Effect of blood transfusions on the outcome of very low body weight preterm infants under two different transfusion criteria
- PMID: 19579757
- DOI: 10.1016/S1875-9572(09)60045-0
Effect of blood transfusions on the outcome of very low body weight preterm infants under two different transfusion criteria
Abstract
Background: Multiple packed red blood cell (PRBC) transfusions in very low birth weight (VLBW) prematurity have been suggested to be a risk factor for the development of retinopathy of prematurity (ROP) or for chronic lung disease (CLD). The purpose of this study was to examine the effect of PRBC transfusions on the outcome of VLBW prematurity.
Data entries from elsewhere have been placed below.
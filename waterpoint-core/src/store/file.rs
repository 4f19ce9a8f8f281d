use camino::{Utf8Path, Utf8PathBuf};
use log::debug;

use super::{Storage, StorageError};

/// [`Storage`] backed by one JSON file per key inside a data directory.
///
/// Key characters outside `[A-Za-z0-9_-]` become `_` in the file name, so the
/// collection key `@wend_kuuni_eau:water_points` lives in
/// `_wend_kuuni_eau_water_points.json`. Writes replace the file atomically.
///
/// # Examples
/// ```
/// use camino::Utf8Path;
/// use waterpoint_core::FileStorage;
///
/// let storage = FileStorage::new("data");
/// assert_eq!(
///     storage.path_for("@app:points"),
///     Utf8Path::new("data/_app_points.json"),
/// );
/// ```
#[derive(Debug, Clone, PartialEq, Eq)]
pub struct FileStorage {
    root: Utf8PathBuf,
}

impl FileStorage {
    /// Store files under `root`. The directory is created on first write.
    #[must_use]
    pub fn new(root: impl Into<Utf8PathBuf>) -> Self {
        Self { root: root.into() }
    }

    /// The data directory.
    #[must_use]
    pub fn root(&self) -> &Utf8Path {
        &self.root
    }

    /// File that holds the value for `key`.
    #[must_use]
    pub fn path_for(&self, key: &str) -> Utf8PathBuf {
        let stem: String = key
            .chars()
            .map(|c| {
                if c.is_ascii_alphanumeric() || c == '_' || c == '-' {
                    c
                } else {
                    '_'
                }
            })
            .collect();
        self.root.join(format!("{stem}.json"))
    }
}

impl Storage for FileStorage {
    fn get_item(&self, key: &str) -> Result<Option<String>, StorageError> {
        let path = self.path_for(key);
        waterpoint_fs::read_to_string_if_exists(&path).map_err(|source| StorageError::Read {
            key: key.to_owned(),
            source,
        })
    }

    fn set_item(&self, key: &str, value: &str) -> Result<(), StorageError> {
        let path = self.path_for(key);
        waterpoint_fs::write_atomic(&path, value.as_bytes()).map_err(|source| {
            StorageError::Write {
                key: key.to_owned(),
                source,
            }
        })?;
        debug!("wrote {} bytes to {path}", value.len());
        Ok(())
    }
}

#[cfg(test)]
mod tests {
    use super::*;
    use rstest::rstest;
    use tempfile::TempDir;

    fn temp_storage() -> (TempDir, FileStorage) {
        let tmp = TempDir::new().expect("tempdir");
        let root = Utf8PathBuf::from_path_buf(tmp.path().join("data")).expect("utf-8 tempdir");
        (tmp, FileStorage::new(root))
    }

    #[rstest]
    fn unknown_key_reads_as_none() {
        let (_tmp, storage) = temp_storage();
        assert_eq!(storage.get_item("missing").expect("read"), None);
    }

    #[rstest]
    fn values_round_trip_through_disk() {
        let (_tmp, storage) = temp_storage();
        storage.set_item("k", "[]").expect("write");
        storage.set_item("k", "[1]").expect("overwrite");
        assert_eq!(storage.get_item("k").expect("read").as_deref(), Some("[1]"));
    }

    #[rstest]
    fn keys_map_to_safe_file_names() {
        let storage = FileStorage::new("root");
        assert_eq!(
            storage.path_for("../etc/passwd"),
            Utf8PathBuf::from("root/___etc_passwd.json")
        );
    }
}
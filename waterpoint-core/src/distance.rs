//! Great-circle distance between water points and its display form.

use geo::Point;

use crate::Location;

/// Mean Earth radius used for distance calculations, in kilometres.
pub const EARTH_RADIUS_KM: f64 = 6371.0;

/// Great-circle distance between two locations in kilometres.
///
/// Uses the Haversine formula on a sphere of radius [`EARTH_RADIUS_KM`].
///
/// # Examples
/// ```
/// use waterpoint_core::{Location, haversine_distance};
///
/// let ouaga = Location::new(12.3714, -1.5197);
/// assert_eq!(haversine_distance(ouaga, ouaga), 0.0);
///
/// let bobo = Location::new(11.1771, -4.2979);
/// let km = haversine_distance(ouaga, bobo);
/// assert!((320.0..340.0).contains(&km));
/// ```
#[must_use]
pub fn haversine_distance(a: Location, b: Location) -> f64 {
    let from: Point<f64> = a.into();
    let to: Point<f64> = b.into();

    let lat_from = from.y().to_radians();
    let lat_to = to.y().to_radians();
    let half_dlat = (to.y() - from.y()).to_radians() / 2.0;
    let half_dlon = (to.x() - from.x()).to_radians() / 2.0;

    let h = half_dlon
        .sin()
        .powi(2)
        .mul_add(lat_from.cos() * lat_to.cos(), half_dlat.sin().powi(2))
        .clamp(0.0, 1.0);
    2.0 * EARTH_RADIUS_KM * h.sqrt().atan2((1.0 - h).sqrt())
}

/// Render a distance for people: metres below one kilometre, otherwise
/// kilometres with one decimal.
///
/// # Examples
/// ```
/// use waterpoint_core::format_distance;
///
/// assert_eq!(format_distance(0.54), "540 m");
/// assert_eq!(format_distance(3.26), "3.3 km");
/// ```
#[must_use]
pub fn format_distance(km: f64) -> String {
    let metres = (km * 1000.0).round();
    if metres < 1000.0 {
        format!("{metres:.0} m")
    } else {
        format!("{km:.1} km")
    }
}

#[cfg(test)]
mod tests {
    use super::*;
    use rstest::rstest;

    #[rstest]
    fn one_degree_of_latitude_is_about_111_km() {
        let km = haversine_distance(Location::new(0.0, 0.0), Location::new(1.0, 0.0));
        assert!((km - 111.195).abs() < 0.01, "got {km}");
    }

    #[rstest]
    fn antipodes_are_half_the_circumference_apart() {
        let km = haversine_distance(Location::new(0.0, 0.0), Location::new(0.0, 180.0));
        assert!((km - std::f64::consts::PI * EARTH_RADIUS_KM).abs() < 1e-6);
    }

    #[rstest]
    fn distance_is_symmetric() {
        let a = Location::new(12.3, -1.5);
        let b = Location::new(12.4, -1.6);
        assert!((haversine_distance(a, b) - haversine_distance(b, a)).abs() < 1e-12);
    }

    #[rstest]
    #[case(0.0, "0 m")]
    #[case(0.0004, "0 m")]
    #[case(0.2, "200 m")]
    #[case(0.9994, "999 m")]
    #[case(0.9996, "1.0 km")]
    #[case(1.0, "1.0 km")]
    #[case(12.34, "12.3 km")]
    fn formats_distances(#[case] km: f64, #[case] expected: &str) {
        assert_eq!(format_distance(km), expected);
    }
}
Methods: In total, between July 2005 and June 2006, 36 VLBW preterm babies were admitted to our neonatal intensive care unit and were randomly allocated to the "restrictive" (n= 19) or "liberal" (n= 17) criteria for PRBC transfusion. Complete blood count (CBC) was examined at admission and 30 days later. Reticulocyte counts, serum iron and ferritin were examined and compared with the clinical outcomes.
Results: Infants in the liberal group received a larger PRBC transfusion volume compared with the restrictive group over 30 days (41.7+/-20.1 vs. 27.2+/-15.9mL, p=0.029). There were no significant differences in the proportion of patients with respiratory distress syndrome, patent ductus arteriosus, severe intraventricular hemorrhage, ROP or CLD between the two groups. The laboratory data, except reticulocyte count, showed no significant difference on day 30. Further analysis of premature babies with and without CLD showed that total transfused blood volume greater than 30mL over 30 days was a risk factor for developing CLD in VLBW infants.
Conclusion: Both criteria of PRBC transfusion had similar clinical outcomes, although liberal transfusion resulted in a greater amount of blood transfused and a low reticulocyte count at 30 days of age. We suggest restrictive criteria for minimizing the overall amount of transfusion to less than 30 mL may be a better way of preventing CLD in VLBW infants.